Johnson played on the 1981 Denver Bears (AAA) and 1986 Indianapolis Indians (AAA) championship teams. He made his major league debut for the Expos in September 1981 and on October 3, Johnson delivered a pinch-hit triple (scoring two runs) off New York Mets ace reliever Neil Allen that help propel the team to its first ever NL East title. Johnson's was an acclaimed pinch-hitter. He was the Expos' all-time pinch-hit leader with 86. Johnson played winter ball for the champion Leones de Escogido under the direction of manager Felipe Alou and was named player of the week for the period November 30 thru December 6.

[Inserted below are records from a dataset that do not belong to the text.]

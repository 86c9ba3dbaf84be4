pub mod compressor;
pub mod decoder;
pub mod matcher;
pub mod progress;
pub mod tokens;

pub use compressor::{CompressOutcome, Compressor};
pub use decoder::{decompress, verify_round_trip};
pub use matcher::{BruteForceMatcher, HashChainMatcher, MatchFinder};
pub use progress::{observer_fn, CancelToken, NoProgress, ObserverResult, Progress, ProgressObserver};
pub use tokens::{Match, Symbol, Token, MIN_MATCH};
use serde::{Deserialize, Serialize};
use std::fmt::Debug;
use std::hash::Hash;

/// Anything that can be compared and indexed as a stream symbol.
///
/// Pixel channel values (`u8`) are the common case, but the compressor only
/// needs equality, copying and hashing (for the hash-chain matcher).
pub trait Symbol: Copy + Eq + Hash + Debug {}

impl<T: Copy + Eq + Hash + Debug> Symbol for T {}

/// Matches of this length or shorter are emitted as literals instead.
pub const MAX_REJECTED_MATCH: usize = 3;

/// Shortest match that is encoded as a back-reference.
pub const MIN_MATCH: usize = MAX_REJECTED_MATCH + 1;

/// Represents a single `(offset, length, next symbol)` token
///
/// A literal has `offset == 0 && length == 0` and carries the symbol in
/// `next_symbol`. A match copies `length` symbols from `offset` back and then
/// appends `next_symbol`, which is `None` only when the match ran to the end
/// of the stream.
#[derive(Clone, Debug, PartialEq, Eq, Serialize, Deserialize)]
#[serde(rename_all = "camelCase")]
pub struct Token<S = u8> {
    pub offset: usize,
    pub length: usize,
    pub next_symbol: Option<S>,
}

impl<S: Symbol> Token<S> {
    pub fn literal(symbol: S) -> Self {
        Self { offset: 0, length: 0, next_symbol: Some(symbol) }
    }

    pub fn copy(offset: usize, length: usize, next_symbol: Option<S>) -> Self {
        Self { offset, length, next_symbol }
    }

    #[inline]
    pub fn is_literal(&self) -> bool {
        self.length == 0
    }

    /// Number of source symbols this token reconstructs
    pub fn covered_len(&self) -> usize {
        self.length.saturating_add(usize::from(self.next_symbol.is_some()))
    }
}

/// A candidate back-reference found by a matcher
#[derive(Clone, Copy, Debug, PartialEq, Eq)]
pub struct Match {
    /// Backward distance from the cursor to the start of the run
    pub distance: usize,
    pub length: usize,
}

Johnson spent part of with the Giants, having been traded to them on May 25 in exchange for outfielder Mike Vail. The next spring, the Giants released him, and he returned to the Expos as a free agent shortly thereafter.

On May 2, 1988, Johnson broke up the perfect game bid of Ron Robinson of the Cincinnati Reds; Johnson got a single with two outs and two strikes in the ninth inning.

Johnson led the major leagues in pinch-hits during the period 1986–1990. In February 1990, Johnson won his arbitration case against the Expos and was the only winner of players who filed arbitration cases that year.

On August 11, 1990, Johnson was released by the Montreal Expos again and signed with the Oakland Athletics, but did not appear in any games for the A's. He played his final major league game on August 3, 1990. Johnson was a teammates with Hall of Famers Gary Carter, Andre Dawson, Tim Raines, Randy Johnson and Larry Walker during his Expos tenure.

===Coaching career===
Johnson spent one season as the hitting instructor for the 1994 Gulf Coast League Expos, three years (-) coaching in the Atlanta Braves minor league system and five years as the third base coach with the Chicago White Sox. He was part of the 2000 AL Central Division championship team that led the league in runs scored and offense. The team lost in the playoffs to the Seattle Mariners. Former major leaguer and TV analyst Hawk Harrelson gave Johnson the nickname "Wavin' Wally". His coaching career included instructing two Hall of Famers, Frank "Big Hurt" Thomas and Vladimir Guerrero.